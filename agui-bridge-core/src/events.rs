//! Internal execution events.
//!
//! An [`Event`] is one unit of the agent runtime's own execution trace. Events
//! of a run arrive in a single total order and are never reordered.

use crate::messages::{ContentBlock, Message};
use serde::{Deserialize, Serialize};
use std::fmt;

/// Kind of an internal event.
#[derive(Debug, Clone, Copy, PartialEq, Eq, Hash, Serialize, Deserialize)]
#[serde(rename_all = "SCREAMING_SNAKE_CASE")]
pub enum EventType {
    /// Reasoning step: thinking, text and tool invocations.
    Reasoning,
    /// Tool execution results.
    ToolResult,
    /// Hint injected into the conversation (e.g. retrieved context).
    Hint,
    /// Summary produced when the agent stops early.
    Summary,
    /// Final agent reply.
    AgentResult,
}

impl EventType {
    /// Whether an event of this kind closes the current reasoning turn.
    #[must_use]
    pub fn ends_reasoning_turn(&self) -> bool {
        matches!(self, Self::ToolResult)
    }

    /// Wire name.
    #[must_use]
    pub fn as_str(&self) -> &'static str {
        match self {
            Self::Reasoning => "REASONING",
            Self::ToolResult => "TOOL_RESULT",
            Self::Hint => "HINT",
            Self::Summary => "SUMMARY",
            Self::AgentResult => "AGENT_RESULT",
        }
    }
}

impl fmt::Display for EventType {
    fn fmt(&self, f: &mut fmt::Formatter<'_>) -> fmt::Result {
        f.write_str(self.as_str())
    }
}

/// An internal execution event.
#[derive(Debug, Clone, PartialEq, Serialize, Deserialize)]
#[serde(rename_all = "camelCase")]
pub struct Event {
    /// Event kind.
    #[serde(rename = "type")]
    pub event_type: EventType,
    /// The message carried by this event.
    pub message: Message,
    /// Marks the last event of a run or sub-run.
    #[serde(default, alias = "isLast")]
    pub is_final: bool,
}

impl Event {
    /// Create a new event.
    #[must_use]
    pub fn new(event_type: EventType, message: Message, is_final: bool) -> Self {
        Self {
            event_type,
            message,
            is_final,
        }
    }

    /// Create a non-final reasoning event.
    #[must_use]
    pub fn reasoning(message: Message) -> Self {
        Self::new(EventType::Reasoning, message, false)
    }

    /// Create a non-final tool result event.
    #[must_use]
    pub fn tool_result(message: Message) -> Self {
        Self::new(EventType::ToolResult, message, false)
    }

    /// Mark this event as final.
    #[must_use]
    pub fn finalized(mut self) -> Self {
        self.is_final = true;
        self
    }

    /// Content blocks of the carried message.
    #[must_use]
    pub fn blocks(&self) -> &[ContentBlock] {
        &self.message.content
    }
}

...

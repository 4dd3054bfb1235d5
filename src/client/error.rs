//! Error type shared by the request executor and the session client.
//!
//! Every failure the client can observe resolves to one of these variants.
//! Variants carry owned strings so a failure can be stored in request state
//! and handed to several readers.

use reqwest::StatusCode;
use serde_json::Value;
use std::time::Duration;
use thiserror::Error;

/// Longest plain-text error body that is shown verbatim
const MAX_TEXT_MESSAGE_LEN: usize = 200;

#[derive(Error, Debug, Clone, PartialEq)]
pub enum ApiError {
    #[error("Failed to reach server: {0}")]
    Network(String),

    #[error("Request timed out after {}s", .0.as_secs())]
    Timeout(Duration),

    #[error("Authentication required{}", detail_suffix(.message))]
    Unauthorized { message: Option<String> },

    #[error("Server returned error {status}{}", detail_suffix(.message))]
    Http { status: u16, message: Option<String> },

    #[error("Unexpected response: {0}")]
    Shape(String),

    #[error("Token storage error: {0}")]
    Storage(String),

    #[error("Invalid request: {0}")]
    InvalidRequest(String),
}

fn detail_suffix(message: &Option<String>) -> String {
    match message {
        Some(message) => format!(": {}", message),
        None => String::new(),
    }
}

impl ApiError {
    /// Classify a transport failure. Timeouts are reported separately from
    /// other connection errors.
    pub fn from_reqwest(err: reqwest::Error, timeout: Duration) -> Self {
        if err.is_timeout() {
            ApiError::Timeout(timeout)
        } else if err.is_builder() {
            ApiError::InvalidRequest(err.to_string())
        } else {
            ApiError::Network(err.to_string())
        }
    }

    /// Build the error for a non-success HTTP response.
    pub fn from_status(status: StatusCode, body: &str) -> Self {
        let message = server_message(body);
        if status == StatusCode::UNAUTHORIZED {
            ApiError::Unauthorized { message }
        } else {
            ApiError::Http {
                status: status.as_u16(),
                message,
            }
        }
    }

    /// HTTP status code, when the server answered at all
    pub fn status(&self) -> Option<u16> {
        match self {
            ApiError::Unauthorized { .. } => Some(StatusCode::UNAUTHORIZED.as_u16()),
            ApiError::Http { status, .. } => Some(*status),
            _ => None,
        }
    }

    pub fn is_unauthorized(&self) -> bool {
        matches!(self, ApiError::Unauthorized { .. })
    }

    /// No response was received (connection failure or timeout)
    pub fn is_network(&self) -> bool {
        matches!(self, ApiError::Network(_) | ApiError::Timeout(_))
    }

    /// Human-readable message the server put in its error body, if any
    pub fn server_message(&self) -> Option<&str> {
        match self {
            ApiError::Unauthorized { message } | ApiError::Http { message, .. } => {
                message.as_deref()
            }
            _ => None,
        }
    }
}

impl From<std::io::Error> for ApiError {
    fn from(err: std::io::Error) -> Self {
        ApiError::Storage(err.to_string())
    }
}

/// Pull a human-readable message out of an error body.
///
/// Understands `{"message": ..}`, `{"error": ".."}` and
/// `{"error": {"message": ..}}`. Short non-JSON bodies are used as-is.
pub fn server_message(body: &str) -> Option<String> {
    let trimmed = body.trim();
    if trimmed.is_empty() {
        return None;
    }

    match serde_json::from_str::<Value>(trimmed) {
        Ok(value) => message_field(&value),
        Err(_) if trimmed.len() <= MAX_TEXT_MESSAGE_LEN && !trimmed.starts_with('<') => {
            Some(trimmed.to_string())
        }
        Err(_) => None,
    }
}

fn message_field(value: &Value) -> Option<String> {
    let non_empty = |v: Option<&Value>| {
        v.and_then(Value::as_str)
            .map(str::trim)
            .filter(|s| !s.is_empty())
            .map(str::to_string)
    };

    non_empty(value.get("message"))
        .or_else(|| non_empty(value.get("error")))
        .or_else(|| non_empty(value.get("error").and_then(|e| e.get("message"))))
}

(EXERCISE):
Starting at the line above that contains "filename agui-bridge-core/src/events.rs", write out each line exactly until the line that contains "Hash, Serialize, Deserialize)]" has been written, and stop there.

(TASK RESULT):
filename agui-bridge-core/src/events.rs
//! Internal execution events.
//!
//! An [`Event`] is one unit of the agent runtime's own execution trace. Events
//! of a run arrive in a single total order and are never reordered.

use crate::messages::{ContentBlock, Message};
use serde::{Deserialize, Serialize};
use std::fmt;

/// Kind of an internal event.
#[derive(Debug, Clone, Copy, PartialEq, Eq, Hash, Serialize, Deserialize)]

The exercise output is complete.